# Work required
From the line with "let app = Router::new()" through the final line, transcribe the material below character for character; include no other lines.
^^^^^^^^^^^^^^^^
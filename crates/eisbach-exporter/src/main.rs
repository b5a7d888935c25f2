//! Eisbach exporter - water temperature export and HTTP API.
//!
//! Run with: `cargo run -p eisbach-exporter`

use std::net::SocketAddr;
use std::path::PathBuf;
use std::sync::Arc;

use axum::Router;
use anyhow::bail;
use clap::Parser;
use time::UtcOffset;
use tower_http::cors::{Any, CorsLayer};
use tower_http::trace::TraceLayer;
use tracing::info;

use eisbach_exporter::config::default_config_path;
use eisbach_exporter::{AppState, Config, Exporter, HttpPortal, TemperatureSource, api};

/// Eisbach exporter - water temperature export and HTTP API.
#[derive(Parser, Debug)]
#[command(name = "eisbach-exporter")]
#[command(version, about, long_about = None)]
struct Args {
    /// Path to configuration file.
    #[arg(short, long)]
    config: Option<PathBuf>,

    /// Bind address (overrides config).
    #[arg(short, long, env = "EISBACH_EXPORTER_BIND")]
    bind: Option<String>,

    /// Seconds to serve a cached temperature (overrides config, 0 disables).
    #[arg(long)]
    cache_ttl: Option<u64>,

    /// Run one export, print the temperature and exit.
    #[arg(long)]
    once: bool,

    /// Write the default configuration to the config path and exit.
    #[arg(long)]
    init_config: bool,
}

fn main() -> anyhow::Result<()> {
    let args = Args::parse();

    // The local offset can only be read soundly before any threads exist.
    let offset = UtcOffset::current_local_offset().unwrap_or(UtcOffset::UTC);

    tracing_subscriber::fmt()
        .with_env_filter(
            tracing_subscriber::EnvFilter::from_default_env()
                .add_directive("eisbach_exporter=info".parse()?)
                .add_directive("tower_http=debug".parse()?),
        )
        .init();

    tokio::runtime::Runtime::new()?.block_on(run(args, offset))
}

async fn run(args: Args, offset: UtcOffset) -> anyhow::Result<()> {
    if args.init_config {
        let path = args.config.unwrap_or_else(default_config_path);
        if path.exists() {
            bail!("{} already exists", path.display());
        }
        Config::default().save(&path)?;
        println!("Wrote default configuration to {}", path.display());
        return Ok(());
    }

    let mut config = match &args.config {
        Some(path) => Config::load_validated(path)?,
        None => Config::load_default()?,
    };
    if let Some(bind) = args.bind {
        config.server.bind = bind;
    }
    if let Some(ttl) = args.cache_ttl {
        config.server.cache_ttl_secs = ttl;
    }
    config.validate()?;

    let portal = HttpPortal::new(config.portal.clone())?;
    let exporter = Exporter::new(portal, config.portal.clone(), config.poll).with_offset(offset);

    if args.once {
        let temperature = exporter.temperature().await?;
        println!("{temperature}");
        return Ok(());
    }

    let state = AppState::new(Arc::new(exporter), config.server.cache_ttl());

    let app = Router::new()
        .merge(api::router())
        .layer(TraceLayer::new_for_http())
        .layer(
            CorsLayer::new()
                .allow_origin(Any)
                .allow_methods(Any)
                .allow_headers(Any),
        )
        .with_state(state);

    let addr: SocketAddr = config.server.bind.parse()?;
    info!("Starting server on {}", addr);

    let listener = tokio::net::TcpListener::bind(addr).await?;
    axum::serve(listener, app).await?;

    Ok(())
}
^^^^^^^^^^^^^^^^
# Written solution
    let app = Router::new()
        .merge(api::router())
        .layer(TraceLayer::new_for_http())
        .layer(
            CorsLayer::new()
                .allow_origin(Any)
                .allow_methods(Any)
                .allow_headers(Any),
        )
        .with_state(state);

    let addr: SocketAddr = config.server.bind.parse()?;
    info!("Starting server on {}", addr);

    let listener = tokio::net::TcpListener::bind(addr).await?;
    axum::serve(listener, app).await?;

    Ok(())
}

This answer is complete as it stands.